* **Exercise description**
Without omitting anything, copy the data exactly.

====== Records provided

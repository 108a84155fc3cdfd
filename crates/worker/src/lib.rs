//! Background side of the notification engine.
//!
//! The [`evaluator`] turns rules and patient state into queued
//! notifications, the [`dispatcher`] delivers them over push and email, and
//! the [`scheduler`] runs both on their clocks. The binary in `main.rs`
//! wires them to the environment.

pub mod config;
pub mod dispatcher;
pub mod error;
pub mod evaluator;
pub mod scheduler;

============

* **Output below**
repository 108a84155fc3cdfd
filename crates/worker/src/lib.rs
//! Background side of the notification engine.
//!
//! The [`evaluator`] turns rules and patient state into queued
//! notifications, the [`dispatcher`] delivers them over push and email, and
//! the [`scheduler`] runs both on their clocks. The binary in `main.rs`
//! wires them to the environment.

pub mod config;
pub mod dispatcher;
pub mod error;
pub mod evaluator;
pub mod scheduler;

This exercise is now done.